Unresolved Gaps, Limitations, and Open Questions

Below is a concise, actionable list of what remains missing, uncertain, or unexplored in the paper that future work could address:

  • Error propagation across stages: Stage 2 is trained on ground-truth trajectories but tested on Stage-1 predictions, creating exposure bias.
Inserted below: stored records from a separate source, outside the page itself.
//! End-to-end scenarios driven purely through the guest-visible register
//! interface, the way firmware would program the controller.

use argon_interrupts::{GicConfig, Gicv2, LineEvent};
use argon_io_snapshot::IoSnapshot;

const GICD_CTLR: u64 = 0x000;
const GICD_ISENABLER1: u64 = 0x104;
const GICD_IPRIORITYR: u64 = 0x400;
const GICD_ITARGETSR: u64 = 0x800;
const GICD_ICFGR2: u64 = 0xC08;
const GICD_SGIR: u64 = 0xF00;

const GICC_CTLR: u64 = 0x000;
const GICC_PMR: u64 = 0x004;
const GICC_IAR: u64 = 0x00C;
const GICC_EOIR: u64 = 0x010;
const GICC_RPR: u64 = 0x014;

const GICH_HCR: u64 = 0x00;
const GICH_LR0: u64 = 0x100;
const GICV_CTLR: u64 = 0x00;
const GICV_PMR: u64 = 0x04;
const GICV_IAR: u64 = 0x0C;
const GICV_EOIR: u64 = 0x10;

const SPURIOUS: u32 = 1023;

fn boot(num_cpus: usize) -> Gicv2 {
    let mut gic = Gicv2::new(GicConfig {
        num_cpus,
        num_spis: 64,
    });
    gic.distif_write(0, GICD_CTLR, 1);
    for cpu in 0..num_cpus {
        gic.cpuif_write(cpu, GICC_CTLR, 1);
        gic.cpuif_write(cpu, GICC_PMR, 0xFF);
    }
    gic
}

/// A device raises an edge-triggered shared interrupt; the targeted
/// processor takes it, services it, and the controller goes quiet again.
#[test]
fn edge_spi_full_service_cycle() {
    let mut gic = boot(2);
    gic.distif_write(0, GICD_ISENABLER1, 1 << 1); // SPI 33
    gic.distif_write(0, GICD_IPRIORITYR + 32, 0xA0 << 8);
    gic.distif_write(0, GICD_ITARGETSR + 32, 0x02 << 8); // cpu 1 only

    gic.set_spi_level(33, true);
    gic.set_spi_level(33, false);

    assert!(!gic.irq_asserted(0));
    assert!(gic.irq_asserted(1));
    assert_eq!(
        gic.take_events(),
        vec![LineEvent::Irq {
            cpu: 1,
            level: true
        }]
    );

    assert_eq!(gic.cpuif_read(1, GICC_IAR), 33);
    assert_eq!(gic.cpuif_read(1, GICC_RPR), 0xA0);
    assert!(!gic.irq_asserted(1));

    gic.cpuif_write(1, GICC_EOIR, 33);
    assert_eq!(gic.cpuif_read(1, GICC_RPR), 0xFF);
    assert_eq!(gic.cpuif_read(1, GICC_IAR), SPURIOUS);

    // A second pulse delivers again.
    gic.set_spi_level(33, true);
    assert!(gic.irq_asserted(1));
}

/// A level-triggered line delivers once per assertion of the wire: after
/// the acknowledge it stays quiet until the device toggles the wire again.
#[test]
fn level_spi_delivers_once_per_wire_assertion() {
    let mut gic = boot(1);
    gic.distif_write(0, GICD_ISENABLER1, 1 << 0); // SPI 32
    gic.distif_write(0, GICD_ITARGETSR + 32, 0x01);
    gic.distif_write(0, GICD_ICFGR2, 0); // level-triggered

    gic.set_spi_level(32, true);
    assert_eq!(gic.cpuif_read(0, GICC_IAR), 32);
    gic.cpuif_write(0, GICC_EOIR, 32);

    // Acknowledged already; the held-high wire does not redeliver.
    assert!(!gic.irq_asserted(0));
    assert_eq!(gic.cpuif_read(0, GICC_IAR), SPURIOUS);

    gic.set_spi_level(32, false);
    gic.set_spi_level(32, true);
    assert!(gic.irq_asserted(0));
    assert_eq!(gic.cpuif_read(0, GICC_IAR), 32);
    gic.set_spi_level(32, false);
    gic.cpuif_write(0, GICC_EOIR, 32);
    assert!(!gic.irq_asserted(0));
}

/// Two processors signal each other with SGIs; each acknowledge carries
/// the id of the requesting processor.
#[test]
fn cross_processor_software_interrupts() {
    let mut gic = boot(4);

    // Processor 0 kicks everyone else, processor 2 answers back.
    gic.distif_write(0, GICD_SGIR, (1 << 24) | 7);
    gic.distif_write(2, GICD_SGIR, (2 << 16) | 8);

    let ack = gic.cpuif_read(2, GICC_IAR);
    assert_eq!(ack & 0x3FF, 7);
    assert_eq!((ack >> 10) & 0x7, 0);
    gic.cpuif_write(2, GICC_EOIR, 7);

    // Processor 1 has both SGIs pending; the lower id wins the tie.
    let ack = gic.cpuif_read(1, GICC_IAR);
    assert_eq!(ack & 0x3FF, 7);
    assert_eq!((ack >> 10) & 0x7, 0);
    gic.cpuif_write(1, GICC_EOIR, 7);

    let ack = gic.cpuif_read(1, GICC_IAR);
    assert_eq!(ack & 0x3FF, 8);
    assert_eq!((ack >> 10) & 0x7, 2);
    gic.cpuif_write(1, GICC_EOIR, 8);

    // Processor 0 excluded itself from its own broadcast.
    assert_eq!(gic.cpuif_read(0, GICC_IAR) & 0x3FF, SPURIOUS);
}

/// Nested preemption with out-of-order completion: the guest finishes the
/// middle handler first and the running priority only drops when the
/// innermost one completes.
#[test]
fn nested_preemption_completes_out_of_order() {
    let mut gic = boot(1);
    gic.distif_write(0, GICD_ISENABLER1, 0b111); // SPIs 32..35
    gic.distif_write(0, GICD_ITARGETSR + 32, 0x01_01_01);
    gic.distif_write(0, GICD_IPRIORITYR + 32, 0x20_40_60);

    gic.set_spi_level(32, true);
    assert_eq!(gic.cpuif_read(0, GICC_IAR), 32);
    gic.set_spi_level(33, true);
    assert_eq!(gic.cpuif_read(0, GICC_IAR), 33);
    gic.set_spi_level(34, true);
    assert_eq!(gic.cpuif_read(0, GICC_IAR), 34);
    assert_eq!(gic.cpuif_read(0, GICC_RPR), 0x20);

    gic.cpuif_write(0, GICC_EOIR, 33);
    assert_eq!(gic.cpuif_read(0, GICC_RPR), 0x20);
    gic.cpuif_write(0, GICC_EOIR, 34);
    assert_eq!(gic.cpuif_read(0, GICC_RPR), 0x60);
    gic.cpuif_write(0, GICC_EOIR, 32);
    assert_eq!(gic.cpuif_read(0, GICC_RPR), 0xFF);
}

/// A hypervisor injects a virtual interrupt and the guest services it
/// through the virtual interface without touching physical state.
#[test]
fn hypervisor_injection_round_trip() {
    let mut gic = boot(1);
    gic.vifctrl_write(0, GICH_HCR, 1);
    gic.vcpuif_write(0, GICV_CTLR, 1);
    gic.vcpuif_write(0, GICV_PMR, 0xFF);

    gic.vifctrl_write(0, GICH_LR0, (1 << 28) | (6 << 23) | 72);
    assert!(gic.virq_asserted(0));
    assert!(!gic.irq_asserted(0));

    assert_eq!(gic.vcpuif_read(0, GICV_IAR), 72);
    assert!(!gic.virq_asserted(0));
    gic.vcpuif_write(0, GICV_EOIR, 72);
    assert_eq!(gic.vcpuif_read(0, GICV_IAR), SPURIOUS);
    assert_eq!(gic.vifctrl_read(0, GICH_LR0) & (0b11 << 28), 0);
}

/// Snapshot taken mid-service restores to an equivalent controller.
#[test]
fn snapshot_round_trip_mid_service() {
    let mut gic = boot(1);
    gic.distif_write(0, GICD_ISENABLER1, 0b11);
    gic.distif_write(0, GICD_ITARGETSR + 32, 0x01_01);
    gic.distif_write(0, GICD_IPRIORITYR + 32, 0x30_50);
    gic.set_spi_level(32, true);
    assert_eq!(gic.cpuif_read(0, GICC_IAR), 32);
    gic.set_spi_level(33, true);

    let bytes = gic.save_state();
    let mut restored = Gicv2::new(GicConfig {
        num_cpus: 1,
        num_spis: 64,
    });
    restored.load_state(&bytes).unwrap();
    restored.sync_lines();

    // SPI 33 preempts the restored service of SPI 32.
    assert!(restored.irq_asserted(0));
    assert_eq!(restored.cpuif_read(0, GICC_IAR), 33);
    restored.cpuif_write(0, GICC_EOIR, 33);
    restored.cpuif_write(0, GICC_EOIR, 32);
    assert_eq!(restored.cpuif_read(0, GICC_RPR), 0xFF);
}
No scheduled sampling, self-training, or uncertainty-aware conditioning is explored to mitigate this distribution shift.
  • Trajectory uncertainty and multimodality: The system does not estimate or express uncertainty over multiple plausible interaction trajectories; there is no mechanism to sample or rank diverse valid outcomes for the same prompt.
  • Limited control axes: Control is restricted to object selection, action text, and end-position masks. There is no fine-grained control over speed, timing, intermediate waypoints, grasp timing, force, or velocity profiles.
  • 3D and physics grounding: Trajectories are 2D masks without physical constraints; there is no modeling of 3D pose, contact forces, collision avoidance, or dynamics consistency (e.g., gravity, friction, object inertia).
  • Camera motion handling: The method does not explicitly estimate or control camera trajectory; robustness to large or rapid viewpoint changes and rolling shutter artifacts is not studied.
  • Long-horizon interactions: Videos are limited to 16 frames at 320×512; multi-step or long-duration tasks (e.g., pick–place–open–pour) are not addressed, and temporal stability over longer sequences is untested.
  • Multi-object and multi-contact scenarios: Beyond selecting a single target object, the approach does not handle simultaneous interactions with multiple objects, sequential object manipulation, or avoidance of non-target objects.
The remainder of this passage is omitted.